___ Provided data ___
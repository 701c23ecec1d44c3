// SPDX-License-Identifier: PMPL-1.0-or-later
// Copyright (c) 2026 Jonathan D.A. Jewell (hyperpolymath) <jonathan.jewell@open.ac.uk>
//
// Edit session — one loaded document, its page sequence and its annotation
// layer, driven by cooperative async tasks.
//
// The session is a cheap handle: clones share the same state. Long per-page
// loops yield to the runtime between pages. Nothing holds the state lock
// across an await point; rebuilds work on a snapshot taken when they start.

use std::collections::HashSet;
use std::sync::atomic::{AtomicBool, AtomicU64, Ordering};
use std::sync::{Arc, Mutex, MutexGuard, PoisonError};

use image::{Rgba, RgbaImage};
use pagesmith_core::annotation::{AnnotationObject, AnnotationPayload, Point, Size};
use pagesmith_core::config::ToolkitConfig;
use pagesmith_core::error::{PagesmithError, Result};
use pagesmith_core::{AnnotationId, PageId, PageSize, SourceRef};
use pagesmith_document::{PageExtractor, RasterImage, Rebuilder, SourceDocument};
use tracing::{debug, info, instrument, warn};

use crate::annotations::{AnnotationLayer, PageSnapshot};
use crate::sequence::EditSequence;

/// Result of a long-running session task.
#[derive(Debug, Clone, PartialEq, Eq)]
pub enum SessionOutcome<T> {
    Completed(T),
    /// The session was reset or reloaded while the task ran; its result
    /// belongs to a document that is gone.
    Discarded,
}

impl<T> SessionOutcome<T> {
    pub fn completed(self) -> Option<T> {
        match self {
            Self::Completed(value) => Some(value),
            Self::Discarded => None,
        }
    }
}

pub type RebuildOutcome = SessionOutcome<Vec<u8>>;

#[derive(Default)]
struct SessionState {
    source: Option<Arc<SourceDocument>>,
    sequence: EditSequence,
    annotations: AnnotationLayer,
    selection: HashSet<PageId>,
}
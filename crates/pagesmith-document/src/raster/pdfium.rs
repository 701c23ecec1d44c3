// SPDX-License-Identifier: PMPL-1.0-or-later
// Copyright (c) 2026 Jonathan D.A. Jewell (hyperpolymath) <jonathan.jewell@open.ac.uk>
//
// PDFium-backed rasterizer. The library location comes from `RenderConfig`;
// nothing is looked up through process-wide settings.

use std::path::Path;

use pagesmith_core::error::{PagesmithError, Result};
use pdfium_render::prelude::*;
use tracing::{info, instrument};

use super::{PageRasterizer, RasterImage};
use crate::pdf::reader::SourceDocument;

/// Full-fidelity rasterizer bound to a PDFium shared library.
pub struct PdfiumRasterizer {
    pdfium: Pdfium,
}

impl PdfiumRasterizer {
    /// Bind PDFium from `library_dir`, or from the system library path when
    /// `None`.
    pub fn bind(library_dir: Option<&Path>) -> Result<Self> {
        let bindings = match library_dir {
            Some(dir) => Pdfium::bind_to_library(Pdfium::pdfium_platform_library_name_at_path(dir)),
            None => Pdfium::bind_to_system_library(),
        }
        .map_err(|err| PagesmithError::Pdf(format!("failed to bind pdfium: {err}")))?;

        info!(path = ?library_dir, "PDFium bound");
        Ok(Self {
            pdfium: Pdfium::new(bindings),
        })
    }
}

impl PageRasterizer for PdfiumRasterizer {
    fn name(&self) -> &'static str {
        "pdfium"
    }

    #[instrument(skip(self, source))]
    fn rasterize(
        &self,
        source: &SourceDocument,
        page_index: usize,
        scale: f32,
    ) -> Result<RasterImage> {
        let render_err = |reason: String| PagesmithError::Render { page_index, reason };

        let document = self
            .pdfium
            .load_pdf_from_byte_slice(source.bytes(), None)
            .map_err(|err| render_err(format!("pdfium could not open document: {err}")))?;
        let index = u16::try_from(page_index)
            .map_err(|_| render_err("page index exceeds pdfium range".into()))?;
        let page = document
            .pages()
            .get(index)
            .map_err(|err| render_err(err.to_string()))?;

        let config = PdfRenderConfig::new().scale_page_by_factor(scale);
        let bitmap = page
            .render_with_config(&config)
            .map_err(|err| render_err(err.to_string()))?;

        Ok(bitmap.as_image().to_rgba8())
    }
}
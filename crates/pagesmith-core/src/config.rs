// SPDX-License-Identifier: PMPL-1.0-or-later
// Copyright (c) 2026 Jonathan D.A. Jewell (hyperpolymath) <jonathan.jewell@open.ac.uk>
//
// Toolkit configuration. Passed explicitly to the extractor and batch
// operations; nothing here is read from process-wide state.

use std::path::PathBuf;

use serde::{Deserialize, Serialize};

use crate::types::{CompressionLevel, PaperSize};

/// Which rasterizer turns a page into a bitmap.
#[derive(Debug, Clone, PartialEq, Eq, Serialize, Deserialize)]
pub enum RasterBackend {
    /// Built-in tiny-skia renderer for paths, images and text placement.
    /// Needs no native library.
    Vector,
    /// PDFium bound from `library_path`, or from the system library search
    /// path when `None`. Requires the `pdfium` feature.
    Pdfium { library_path: Option<PathBuf> },
}

/// Rendering settings injected into the page extractor.
#[derive(Debug, Clone, Serialize, Deserialize)]
pub struct RenderConfig {
    pub backend: RasterBackend,
    /// Scale used for page-grid thumbnails.
    pub thumbnail_scale: f32,
    /// Scale used when exporting pages as images.
    pub export_scale: f32,
    /// Scale used when rasterizing pages for compression.
    pub compress_scale: f32,
}

impl Default for RenderConfig {
    fn default() -> Self {
        Self {
            backend: RasterBackend::Vector,
            thumbnail_scale: 0.5,
            export_scale: 2.0,
            compress_scale: 1.0,
        }
    }
}

/// JPEG quality (1-100) for each compression level.
#[derive(Debug, Clone, Serialize, Deserialize)]
pub struct CompressionQualities {
    pub low: u8,
    pub medium: u8,
    pub high: u8,
}

impl CompressionQualities {
    pub fn for_level(&self, level: CompressionLevel) -> u8 {
        match level {
            CompressionLevel::Low => self.low,
            CompressionLevel::Medium => self.medium,
            CompressionLevel::High => self.high,
        }
    }
}

impl Default for CompressionQualities {
    fn default() -> Self {
        Self {
            low: 50,
            medium: 75,
            high: 90,
        }
    }
}

/// Top-level settings for an editing session and the batch tools.
#[derive(Debug, Clone, Serialize, Deserialize)]
pub struct ToolkitConfig {
    pub render: RenderConfig,
    /// Size of pages inserted by "insert blank".
    pub blank_page: PaperSize,
    /// Paper used by the images-to-PDF converter.
    pub image_page: PaperSize,
    pub compression: CompressionQualities,
    /// Font size for newly placed text annotations.
    pub default_font_size: f64,
}

impl Default for ToolkitConfig {
    fn default() -> Self {
        Self {
            render: RenderConfig::default(),
            blank_page: PaperSize::A4,
            image_page: PaperSize::A4,
            compression: CompressionQualities::default(),
            default_font_size: 24.0,
        }
    }
}

#[cfg(test)]
mod tests {
    use super::*;

    #[test]
    fn defaults_match_editor_presets() {
        let config = ToolkitConfig::default();
        assert_eq!(config.blank_page.dimensions_pt(), (595.0, 842.0));
        assert_eq!(config.compression.for_level(CompressionLevel::Medium), 75);
        assert_eq!(config.render.export_scale, 2.0);
    }

    #[test]
    fn config_round_trips_through_json() {
        let mut config = ToolkitConfig::default();
        config.render.backend = RasterBackend::Pdfium {
            library_path: Some(PathBuf::from("/opt/pdfium/lib")),
        };
        let json = serde_json::to_string(&config).unwrap();
        let parsed: ToolkitConfig = serde_json::from_str(&json).unwrap();
        assert_eq!(parsed.render.backend, config.render.backend);
    }
}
___
- _What is being asked_
Search term "struct": return each line of the data that contains it.

- _Answer_
struct SessionState {
pub struct PdfiumRasterizer {
pub struct RenderConfig {
pub struct CompressionQualities {
pub struct ToolkitConfig {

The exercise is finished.